Listed entries below:
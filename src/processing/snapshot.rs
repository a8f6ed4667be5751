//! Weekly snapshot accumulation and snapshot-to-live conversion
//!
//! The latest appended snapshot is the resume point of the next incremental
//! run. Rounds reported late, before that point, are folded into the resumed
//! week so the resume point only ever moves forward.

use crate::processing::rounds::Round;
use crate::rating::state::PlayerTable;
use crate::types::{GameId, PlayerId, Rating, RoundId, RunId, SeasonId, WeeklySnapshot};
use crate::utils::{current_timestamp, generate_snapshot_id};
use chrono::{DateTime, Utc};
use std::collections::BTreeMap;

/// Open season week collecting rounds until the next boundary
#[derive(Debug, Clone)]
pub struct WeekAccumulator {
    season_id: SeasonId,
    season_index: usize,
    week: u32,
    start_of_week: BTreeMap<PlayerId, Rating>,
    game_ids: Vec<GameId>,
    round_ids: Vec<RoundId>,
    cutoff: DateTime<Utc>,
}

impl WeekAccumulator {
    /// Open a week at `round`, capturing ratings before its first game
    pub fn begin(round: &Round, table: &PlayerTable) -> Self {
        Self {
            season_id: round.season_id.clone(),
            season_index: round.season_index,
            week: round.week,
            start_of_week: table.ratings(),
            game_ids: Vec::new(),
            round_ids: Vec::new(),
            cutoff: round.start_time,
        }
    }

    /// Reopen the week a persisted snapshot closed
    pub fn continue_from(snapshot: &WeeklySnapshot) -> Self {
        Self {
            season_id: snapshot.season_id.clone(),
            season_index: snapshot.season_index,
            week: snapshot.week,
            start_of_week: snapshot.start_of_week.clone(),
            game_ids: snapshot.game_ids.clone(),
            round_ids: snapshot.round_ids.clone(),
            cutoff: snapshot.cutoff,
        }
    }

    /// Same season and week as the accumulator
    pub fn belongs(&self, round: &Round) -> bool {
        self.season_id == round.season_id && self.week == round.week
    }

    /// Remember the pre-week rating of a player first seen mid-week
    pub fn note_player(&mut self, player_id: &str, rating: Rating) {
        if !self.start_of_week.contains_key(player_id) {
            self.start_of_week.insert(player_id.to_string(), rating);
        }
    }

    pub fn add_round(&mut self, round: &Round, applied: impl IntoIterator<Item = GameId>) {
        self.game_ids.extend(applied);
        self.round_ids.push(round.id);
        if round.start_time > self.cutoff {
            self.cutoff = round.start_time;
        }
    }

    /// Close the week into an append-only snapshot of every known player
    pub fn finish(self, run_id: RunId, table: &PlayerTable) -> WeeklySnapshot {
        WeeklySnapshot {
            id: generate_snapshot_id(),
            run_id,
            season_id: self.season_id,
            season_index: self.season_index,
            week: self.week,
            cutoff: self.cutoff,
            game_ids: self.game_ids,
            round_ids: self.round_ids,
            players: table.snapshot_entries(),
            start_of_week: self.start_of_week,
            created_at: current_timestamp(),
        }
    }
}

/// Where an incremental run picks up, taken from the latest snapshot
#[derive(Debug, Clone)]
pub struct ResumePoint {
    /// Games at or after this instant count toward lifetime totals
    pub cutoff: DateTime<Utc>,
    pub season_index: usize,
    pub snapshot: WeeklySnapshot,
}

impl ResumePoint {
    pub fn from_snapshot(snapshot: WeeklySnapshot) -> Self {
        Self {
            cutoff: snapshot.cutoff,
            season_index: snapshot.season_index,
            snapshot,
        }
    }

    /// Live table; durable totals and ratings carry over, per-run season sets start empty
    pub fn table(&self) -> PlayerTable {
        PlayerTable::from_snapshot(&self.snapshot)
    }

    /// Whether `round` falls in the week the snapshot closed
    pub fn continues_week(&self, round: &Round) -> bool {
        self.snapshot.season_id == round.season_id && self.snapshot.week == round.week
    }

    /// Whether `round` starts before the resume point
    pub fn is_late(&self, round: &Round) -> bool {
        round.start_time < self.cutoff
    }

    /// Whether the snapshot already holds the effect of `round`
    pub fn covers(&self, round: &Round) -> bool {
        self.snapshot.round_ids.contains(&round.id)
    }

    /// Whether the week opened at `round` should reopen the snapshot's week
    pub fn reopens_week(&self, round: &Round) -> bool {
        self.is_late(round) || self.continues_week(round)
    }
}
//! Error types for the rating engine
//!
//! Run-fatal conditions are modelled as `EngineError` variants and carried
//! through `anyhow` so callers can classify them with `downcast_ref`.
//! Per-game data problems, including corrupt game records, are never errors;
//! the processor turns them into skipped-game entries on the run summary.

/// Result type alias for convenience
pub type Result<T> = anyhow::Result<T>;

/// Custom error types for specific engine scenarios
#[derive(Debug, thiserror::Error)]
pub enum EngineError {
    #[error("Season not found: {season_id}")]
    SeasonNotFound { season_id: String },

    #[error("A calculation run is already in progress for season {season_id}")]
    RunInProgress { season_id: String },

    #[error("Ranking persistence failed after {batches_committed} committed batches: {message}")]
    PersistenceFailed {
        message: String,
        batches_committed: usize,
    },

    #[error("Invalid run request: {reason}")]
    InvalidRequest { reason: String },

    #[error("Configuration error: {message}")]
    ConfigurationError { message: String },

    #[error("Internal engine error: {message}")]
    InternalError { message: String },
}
End of Listed entries.
Description of the task
Every line holding the word "GameId" should be copied out of the records above.

Response to the task
use crate::types::{GameId, PlayerId, Rating, RoundId, RunId, SeasonId, WeeklySnapshot};
    game_ids: Vec<GameId>,
    pub fn add_round(&mut self, round: &Round, applied: impl IntoIterator<Item = GameId>) {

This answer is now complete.